In 2012, 850 workers at Bata Shoe Company based in Gweru withdrew their membership from the Zimbabwe Leather Shoe and Allied Workers Union and formed a new union centre, the Zimbabwe Footwear Tanners and Allied Workers' Union (ZFTAWU). On 2 August 2013, the notice of application for registration was published in the government Gazette General Notice 379/2013. The Zimbabwe Leather Shoe and Allied Workers Union opposed the registration of the new union but ZFTAWU never received the opposing papers. On 9 January 2015, the registrar made a decision denying registration on the grounds that the union only represented a minority of workers. On 19 February 2015, ZFTAWU filed a complaint with the Labour Court.

The ITUC Global Rights Index Ratings:

1 // Irregular violation of rights
Collective labour rights are generally guaranteed. Workers can freely associate and defend their rights collectively with the government and/or companies and can improve their working conditions through collective bargaining. Violations against workers are not absent but do not occur on a regular basis.

2 // Repeated violation of rights
Countries with a rating of 2 have slightly weaker collective labour rights than those with the rating 1. Certain rights have come under repeated attacks by governments and/or companies and have undermined the struggle for better working conditions.

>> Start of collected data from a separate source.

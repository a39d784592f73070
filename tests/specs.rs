// SPDX-License-Identifier: BUSL-1.1
// Copyright (c) 2026 Alfred Jean LLC

//! End-to-end scenarios from spec.md §8, driven entirely over real sockets
//! (TCP for the node protocol, a Unix socket for the public bus) exactly as
//! an external node or client would see them — no access to daemon
//! internals beyond `Config`/`Daemon::start`.

use orch_daemon::{Config, Daemon};
use orch_wire::client::{
    IsolateAllRequest, ISOLATE_ALL_METHOD, ORCHESTRATOR_INTERFACE, ORCHESTRATOR_OBJECT_PATH,
};
use orch_wire::peer::{
    HELLO_METHOD, ISOLATE_METHOD, NODE_PEER_INTERFACE, ORCHESTRATOR_PEER_INTERFACE,
    PEER_OBJECT_PATH, REGISTER_METHOD,
};
use orch_wire::{read_json, write_json, Envelope};
use std::time::Duration;
use tokio::net::{TcpListener, TcpStream, UnixStream};

async fn start_daemon(call_timeout: Duration) -> (Daemon, std::net::SocketAddr, std::path::PathBuf, tempfile::TempDir) {
    let node_listener = TcpListener::bind("127.0.0.1:0").await.unwrap();
    let node_addr = node_listener.local_addr().unwrap();
    let dir = tempfile::tempdir().unwrap();
    let bus_socket = dir.path().join("bus.sock");
    let config = Config {
        listen_addr: node_addr,
        bus_socket: bus_socket.clone(),
        call_timeout,
        timeout_sweep_interval: Duration::from_millis(20),
    };
    let daemon = Daemon::start(node_listener, &bus_socket, &config).await.unwrap();
    (daemon, node_addr, bus_socket, dir)
}

/// A connected, not-yet-registered node socket plus a request serial counter.
struct NodeConn {
    stream: TcpStream,
    serial: u64,
}

impl NodeConn {
    async fn connect(addr: std::net::SocketAddr) -> Self {
        let stream = TcpStream::connect(addr).await.unwrap();
        Self { stream, serial: 1 }
    }

    async fn hello(&mut self) {
        let serial = self.serial;
        self.serial += 1;
        write_json(
            &mut self.stream,
            &Envelope::call(serial, "/org/freedesktop/DBus", "org.freedesktop.DBus", HELLO_METHOD, serde_json::json!({})),
        )
        .await
        .unwrap();
        let reply: Envelope = read_json(&mut self.stream).await.unwrap();
        assert!(matches!(reply, Envelope::MethodReturn { .. }));
    }

    async fn register(&mut self, name: &str) -> Result<String, (String, String)> {
        let serial = self.serial;
        self.serial += 1;
        write_json(
            &mut self.stream,
            &Envelope::call(serial, PEER_OBJECT_PATH, ORCHESTRATOR_PEER_INTERFACE, REGISTER_METHOD, serde_json::json!({"name": name})),
        )
        .await
        .unwrap();
        match read_json(&mut self.stream).await.unwrap() {
            Envelope::MethodReturn { body, .. } => Ok(body["object_path"].as_str().unwrap().to_string()),
            Envelope::Error { name, message, .. } => Err((name, message)),
            other => panic!("unexpected reply to Register: {other:?}"),
        }
    }

    /// Wait for the orchestrator's `Isolate(target)` call and return its
    /// serial and target so the test can reply (or not) on its own schedule.
    async fn recv_isolate(&mut self) -> (u64, String) {
        match read_json(&mut self.stream).await.unwrap() {
            Envelope::MethodCall { serial, object_path, interface, member, body } => {
                assert_eq!(object_path, PEER_OBJECT_PATH);
                assert_eq!(interface, NODE_PEER_INTERFACE);
                assert_eq!(member, ISOLATE_METHOD);
                (serial, body["target"].as_str().unwrap().to_string())
            }
            other => panic!("expected an Isolate call, got {other:?}"),
        }
    }

    async fn ack_isolate(&mut self, serial: u64) {
        write_json(&mut self.stream, &Envelope::reply(serial, serde_json::json!({}))).await.unwrap();
    }
}

struct BusConn {
    stream: UnixStream,
    serial: u64,
}

impl BusConn {
    async fn connect(path: &std::path::Path) -> Self {
        let stream = UnixStream::connect(path).await.unwrap();
        Self { stream, serial: 1 }
    }

    async fn isolate_all(&mut self, target: &str) -> u64 {
        let serial = self.serial;
        self.serial += 1;
        let body = serde_json::to_value(IsolateAllRequest { target: target.to_string() }).unwrap();
        write_json(&mut self.stream, &Envelope::call(serial, ORCHESTRATOR_OBJECT_PATH, ORCHESTRATOR_INTERFACE, ISOLATE_ALL_METHOD, body))
            .await
            .unwrap();
        serial
    }

    async fn recv(&mut self) -> Envelope {
        read_json(&mut self.stream).await.unwrap()
    }
}

fn job_new(env: &Envelope) -> Option<(u64, String)> {
    match env {
        Envelope::Signal { interface, member, body, .. }
            if interface == ORCHESTRATOR_INTERFACE && member == "JobNew" =>
        {
            Some((body["id"].as_u64().unwrap(), body["object_path"].as_str().unwrap().to_string()))
        }
        _ => None,
    }
}

fn job_removed(env: &Envelope) -> Option<(u64, String)> {
    match env {
        Envelope::Signal { interface, member, body, .. }
            if interface == ORCHESTRATOR_INTERFACE && member == "JobRemoved" =>
        {
            Some((body["id"].as_u64().unwrap(), body["result"].as_str().unwrap().to_string()))
        }
        _ => None,
    }
}

fn method_return(env: &Envelope, serial: u64) -> Option<serde_json::Value> {
    match env {
        Envelope::MethodReturn { reply_serial, body } if *reply_serial == serial => Some(body.clone()),
        _ => None,
    }
}

#[tokio::test]
async fn happy_single_node_isolate() {
    let (daemon, node_addr, bus_path, _dir) = start_daemon(Duration::from_secs(5)).await;

    let mut node = NodeConn::connect(node_addr).await;
    node.hello().await;
    node.register("a").await.unwrap();

    let mut client = BusConn::connect(&bus_path).await;
    let call_serial = client.isolate_all("multi-user.target").await;

    let (isolate_serial, target) = node.recv_isolate().await;
    assert_eq!(target, "multi-user.target");
    node.ack_isolate(isolate_serial).await;

    let mut saw_job_new = false;
    let mut saw_reply = None;
    let mut saw_removed = None;
    while saw_removed.is_none() {
        let env = client.recv().await;
        if let Some((id, path)) = job_new(&env) {
            assert_eq!(id, 1);
            assert_eq!(path, "/org/orch/jobs/1");
            saw_job_new = true;
        } else if let Some(body) = method_return(&env, call_serial) {
            saw_reply = Some(body["object_path"].as_str().unwrap().to_string());
        } else if let Some((id, result)) = job_removed(&env) {
            assert_eq!(id, 1);
            assert_eq!(result, "done");
            saw_removed = Some(result);
        }
    }
    assert!(saw_job_new, "JobNew was not observed");
    assert_eq!(saw_reply.as_deref(), Some("/org/orch/jobs/1"));

    daemon.shutdown().await;
}

#[tokio::test]
async fn fan_out_over_three_nodes() {
    let (daemon, node_addr, bus_path, _dir) = start_daemon(Duration::from_secs(5)).await;

    let mut nodes = Vec::new();
    for name in ["a", "b", "c"] {
        let mut node = NodeConn::connect(node_addr).await;
        node.register(name).await.unwrap();
        nodes.push(node);
    }

    let mut client = BusConn::connect(&bus_path).await;
    client.isolate_all("x").await;

    for node in &mut nodes {
        let (serial, target) = node.recv_isolate().await;
        assert_eq!(target, "x");
        node.ack_isolate(serial).await;
    }

    loop {
        if let Some((id, result)) = job_removed(&client.recv().await) {
            assert_eq!(id, 1);
            assert_eq!(result, "done");
            break;
        }
    }

    daemon.shutdown().await;
}

#[tokio::test]
async fn serialization_across_two_jobs() {
    let (daemon, node_addr, bus_path, _dir) = start_daemon(Duration::from_secs(5)).await;

    let mut node = NodeConn::connect(node_addr).await;
    node.register("a").await.unwrap();

    let mut client = BusConn::connect(&bus_path).await;
    client.isolate_all("x").await;
    client.isolate_all("y").await;

    let mut job_news = Vec::new();
    while job_news.len() < 2 {
        if let Some((id, _)) = job_new(&client.recv().await) {
            job_news.push(id);
        }
    }
    assert_eq!(job_news, vec![1, 2]);

    // The node must see "x" before "y": the second job cannot start until
    // the first finishes (single-flight, spec §3/§5).
    let (serial, target) = node.recv_isolate().await;
    assert_eq!(target, "x");
    node.ack_isolate(serial).await;

    let mut job_removed_order = Vec::new();
    while job_removed_order.len() < 1 {
        if let Some((id, _)) = job_removed(&client.recv().await) {
            job_removed_order.push(id);
        }
    }
    assert_eq!(job_removed_order, vec![1]);

    let (serial, target) = node.recv_isolate().await;
    assert_eq!(target, "y");
    node.ack_isolate(serial).await;

    loop {
        if let Some((id, _)) = job_removed(&client.recv().await) {
            assert_eq!(id, 2);
            break;
        }
    }

    daemon.shutdown().await;
}

#[tokio::test]
async fn duplicate_registration_is_rejected() {
    let (daemon, node_addr, _bus_path, _dir) = start_daemon(Duration::from_secs(5)).await;

    let mut first = NodeConn::connect(node_addr).await;
    first.register("a").await.unwrap();

    let mut second = NodeConn::connect(node_addr).await;
    let err = second.register("a").await.unwrap_err();
    assert_eq!(err.0, "AddressInUse");

    // Both connections remain usable; the second may register under a
    // different name.
    second.register("b").await.unwrap();

    daemon.shutdown().await;
}

#[tokio::test]
async fn disconnect_during_job_times_out_the_missing_reply() {
    let (daemon, node_addr, bus_path, _dir) = start_daemon(Duration::from_millis(150)).await;

    let mut a = NodeConn::connect(node_addr).await;
    a.register("a").await.unwrap();
    let mut b = NodeConn::connect(node_addr).await;
    b.register("b").await.unwrap();

    let mut client = BusConn::connect(&bus_path).await;
    client.isolate_all("x").await;

    let (serial_a, _) = a.recv_isolate().await;
    let (_serial_b, _) = b.recv_isolate().await;

    // b disconnects before replying; a acks normally.
    drop(b);
    a.ack_isolate(serial_a).await;

    loop {
        if let Some((id, result)) = job_removed(&client.recv().await) {
            assert_eq!(id, 1);
            // b's call timed out, so the aggregate is not a clean "done".
            assert_eq!(result, "timeout");
            break;
        }
    }

    daemon.shutdown().await;
}

#[tokio::test]
async fn empty_fleet_completes_within_one_turn() {
    let (daemon, _node_addr, bus_path, _dir) = start_daemon(Duration::from_secs(5)).await;

    let mut client = BusConn::connect(&bus_path).await;
    client.isolate_all("x").await;

    let mut saw_new = false;
    loop {
        let env = client.recv().await;
        if job_new(&env).is_some() {
            saw_new = true;
        }
        if let Some((id, result)) = job_removed(&env) {
            assert_eq!(id, 1);
            assert_eq!(result, "done");
            break;
        }
    }
    assert!(saw_new, "JobNew was not observed before JobRemoved");

    daemon.shutdown().await;
}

3 // Regular violation of rights
Governments and/or companies are regularly interfering in collective labour rights or are failing to fully guarantee important aspects of these rights. There are deficiencies in laws and/or certain practices which make frequent violations possible.

4 // Systematic violation of rights
Workers in countries with the rating 4 have reported systematic violations. The government and/or companies are engaged in serious efforts to crush the collective voice of workers putting fundamental rights under threat.

5 // No guarantee of rights
Countries with the rating of 5 are the worst countries in the world to work in. While the legislation may spell out certain rights workers have effectively no access to these rights and are therefore exposed to autocratic regimes and unfair labour practices.

5+ // No guarantee of rights due to the breakdown of the rule of law
Workers in countries with the rating 5+ have equally limited rights as countries with the rating 5. However, in countries with the rating 5+ this is linked to dysfunctional institutions as a result of internal conflict and/or military occupation. In such cases, the country is assigned the rating of 5+ by default.